Legal Definition of Consequential Damages
Consequential damages, also known as special damages, are a form of compensation awarded in civil litigation for losses that are a foreseeable result of a party’s breach of contract or negligence, but are not the direct result of the breach itself. These damages are intended to cover losses or injuries that arise not from the breach directly, but as a consequence of the breach. They are distinct from direct damages, which are losses that flow directly and immediately from the breach, such as the cost to repair or replace defective goods.
The primary characteristic of consequential damages is that they must be foreseeable at the time the contract was made or the tortious act occurred. This means that the party responsible for the breach should have known that such damages would result from their failure to meet their contractual obligations or from their negligent actions. The classic example of consequential damages in contract law is lost profits from a business interruption caused by the breach of contract.
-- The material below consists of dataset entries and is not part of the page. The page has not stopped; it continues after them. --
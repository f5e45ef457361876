//! loglik_optimizer::types — shared numeric aliases and solver wiring.
//!
//! Purpose
//! -------
//! Centralize the core numeric types and solver aliases used by the
//! log-likelihood optimizer. By defining these in one place, the rest of
//! the optimization code can stay agnostic to `ndarray` and Argmin
//! generics and can more easily evolve if the backend changes.
//!
//! Key behaviors
//! -------------
//! - Define canonical aliases for parameter vectors, gradients,
//!   Hessians, and scalar costs (`Theta`, `Grad`, `Hessian`, `Cost`).
//! - Provide a standard map type for Argmin function-evaluation counters
//!   (`FnEvalMap`).
//! - Expose pre-wired dense BFGS solver aliases for the two line-search
//!   strategies, using the common `(Theta, Grad, Cost)` numeric shapes.
//!
//! Invariants & assumptions
//! ------------------------
//! - All optimizer vectors and matrices are represented as `ndarray`
//!   containers over `f64`.
//! - `Cost` is always a scalar `f64` in log-likelihood space; higher
//!   layers handle any sign flips between cost and log-likelihood.
//! - BFGS threads the dense inverse-Hessian approximation through its
//!   iteration state as a [`Hessian`]; the runner is responsible for
//!   seeding it (identity) before the first iteration.
//!
//! Conventions
//! -----------
//! - `Theta` and `Grad` are treated conceptually as column vectors with
//!   length equal to the number of free parameters.
//! - `Hessian` is a dense square matrix with dimension
//!   `theta.len() × theta.len()`.
//! - This module defines no runtime behavior beyond what `ndarray` and
//!   Argmin require when these types are instantiated elsewhere.
use argmin::solver::{
    linesearch::{HagerZhangLineSearch, MoreThuenteLineSearch},
    quasinewton::BFGS,
};
use ndarray::{Array1, Array2};
use std::collections::HashMap;

/// Parameter vector `θ` for log-likelihood optimization.
///
/// Alias for `ndarray::Array1<f64>`, used as the canonical parameter type
/// throughout the optimizer.
pub type Theta = Array1<f64>;

/// Gradient vector `∇ℓ(θ)` or `∇c(θ)` for optimization.
///
/// Alias for `ndarray::Array1<f64>`, matching the shape of `Theta`.
pub type Grad = Array1<f64>;

/// Dense (inverse-)Hessian matrix carried by the BFGS iteration state.
///
/// Alias for `ndarray::Array2<f64>`; `n × n` for `n = Theta.len()`.
pub type Hessian = Array2<f64>;

/// Scalar objective value used by the optimizer.
///
/// In this crate, this is the cost `c(θ) = -ℓ(θ)` derived from a
/// log-likelihood `ℓ(θ)`.
pub type Cost = f64;

/// Function-evaluation counters as reported by the solver.
///
/// Maps human-readable counter names (e.g., `"cost_count"`) to counts.
pub type FnEvalMap = HashMap<String, u64>;

/// Hager–Zhang line search specialized to this crate’s numeric types.
pub type HagerZhangLS = HagerZhangLineSearch<Theta, Grad, Cost>;

/// More–Thuente line search specialized to this crate’s numeric types.
pub type MoreThuenteLS = MoreThuenteLineSearch<Theta, Grad, Cost>;

/// Dense BFGS solver wired to the Hager–Zhang line search.
pub type BfgsHagerZhang = BFGS<HagerZhangLS, Cost>;

/// Dense BFGS solver wired to the More–Thuente line search.
pub type BfgsMoreThuente = BFGS<MoreThuenteLS, Cost>;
To recover consequential damages in a lawsuit, the plaintiff must prove that the damages were a foreseeable result of the breach and that the actual amount of the damages can be established with reasonable certainty. This often involves demonstrating how the breach specifically caused the subsequent financial losses. Documentation, such as financial records and expert testimony, is typically required to substantiate the claim for consequential damages.
Consequential damages can arise in various contexts, including business contracts, construction contracts, and commercial transactions. In the business context, for example, if a supplier fails to deliver goods on time, the purchaser may sue for lost profits resulting from the inability to fulfill their own customer orders. In construction, if a contractor’s delay causes the project owner to lose rental income, those lost rents could be considered consequential damages.
It’s important to note that many contracts include clauses that limit or exclude consequential damages, particularly in commercial agreements. Parties often negotiate these clauses to control their potential liability and to make the risks of the contract more predictable. Whether such clauses are enforceable can depend on the specific language of the clause and the laws of the jurisdiction governing the contract.
Consequential damages are often a subject of contention in legal disputes, given their potentially significant financial impact and the challenges in proving them. Courts typically apply a high standard of proof for these damages, requiring clear and convincing evidence that the losses were a foreseeable result of the breach and that the amount of the damages can be quantified with reasonable certainty.
In summary, consequential damages are a type of compensation awarded for losses that result indirectly from a breach of contract or a tortious act. They are based on the principle that a party responsible for a breach should compensate the injured party for all foreseeable losses caused by the breach, not just the direct costs.